# Computational Graph
Computational Graph is a language or expression used to describe the process of calculation. It is useful in helping others understand the entire computation. Due to the complexity of deep learning models, it is necessary to introduce Computational Graphs.
e.g.
$$ f(x_1,x_2) =x_1x_2w_0 =u \\ g(u) = w_1u+w_2=z \\ h(z)=5*z=y$$
can be describe as follow Computational Graphs
```mermaid
graph LR
x[x1,x2]--f-->u[u]--g-->z[z]--h-->y[y]
```
Square presents variable and Line presents operation
# A sample ANN graph
Assume an ann model is defined as follow graph. where $u_i = \sum_{i\in I} {x_i w_i}$ loss function is defined as $L(\hat{y},y)$.
```mermaid
graph LR
x1[x1]--w1-->node1([u1])
x2[x2]--w2-->node1
x1[x1]--w3-->node2([u2])
x2[x2]--w4-->node2
node1--w5-->node3([hat_y])
node2--w6-->node3
```
## Target: fit $\hat{Y}$ to $Y$
To fit $\hat{Y}$ and $Y$. In other words, it means minimizing the loss function $L(\hat{y},y)$. Therefore, we need to calculate the derivative with respect to every weight in the model.

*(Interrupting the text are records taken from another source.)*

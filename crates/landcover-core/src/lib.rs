//! Land-cover class area time series over a user-selected region.
//!
//! A [`SeriesRequest`] is planned into a [`SeriesPlan`] (grid, windows and
//! stage chain), then materialised against a [`RasterArchive`] into a
//! [`TimeSeries`] of per-window [`AreaRaster`]s. [`SeriesSession`] drives
//! repeated runs from input events.

pub mod archive;
pub mod area;
pub mod catalog;
pub mod classify;
pub mod config;
pub mod error;
pub mod geometry;
pub mod graph;
pub mod mask;
pub mod pipeline;
pub mod raster;
pub mod retry;
pub mod series;
pub mod session;
pub mod window;

pub use archive::{InMemoryArchive, RasterArchive, Scene};
pub use area::{aggregate, AreaRaster, AreaUnit, PixelAreaReference, PixelAreas};
pub use catalog::{Category, ClassIndex, LandCoverCatalog};
pub use classify::{mode_reduce, mode_reduce_until};
pub use config::PipelineConfig;
pub use error::{ArchiveLoadError, ConfigError, PipelineError, PipelineResult, QueryError, RegionLoadError};
pub use geometry::{AnalysisGrid, Bounds, LonLat, Region};
pub use graph::{SeriesPlan, Stage};
pub use mask::{gap_fill, match_class, MatchMask};
pub use pipeline::{CoverageSeriesBuilder, SeriesRequest};
pub use raster::{ClassRaster, RasterSet, NODATA_CLASS};
pub use retry::RetryPolicy;
pub use series::{ChartPoint, ThumbnailFrame, TimeSeries};
pub use session::{InputEvent, InputState, SeriesSession, SeriesUpdate};
pub use window::{generate_windows, DateRange, TemporalWindow};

Then, update the weight by **gradient descent**.
>Target
>$$\frac{\partial L}{\partial w_i}$$
>where $i\;\in I$
## Backward proagation
Beacuse $\frac{\partial L}{\partial w_i}$ can't be calculated directly. We can use backward proagation. It split the $\frac{\partial L}{\partial w_i}$to $\frac{\partial L}{\partial u_j}\frac{\partial u_j}{\partial w_i}$
### Forward pass
First, we can easily calculate weight gradient $u_1\rightarrow u_3$ in small part of model.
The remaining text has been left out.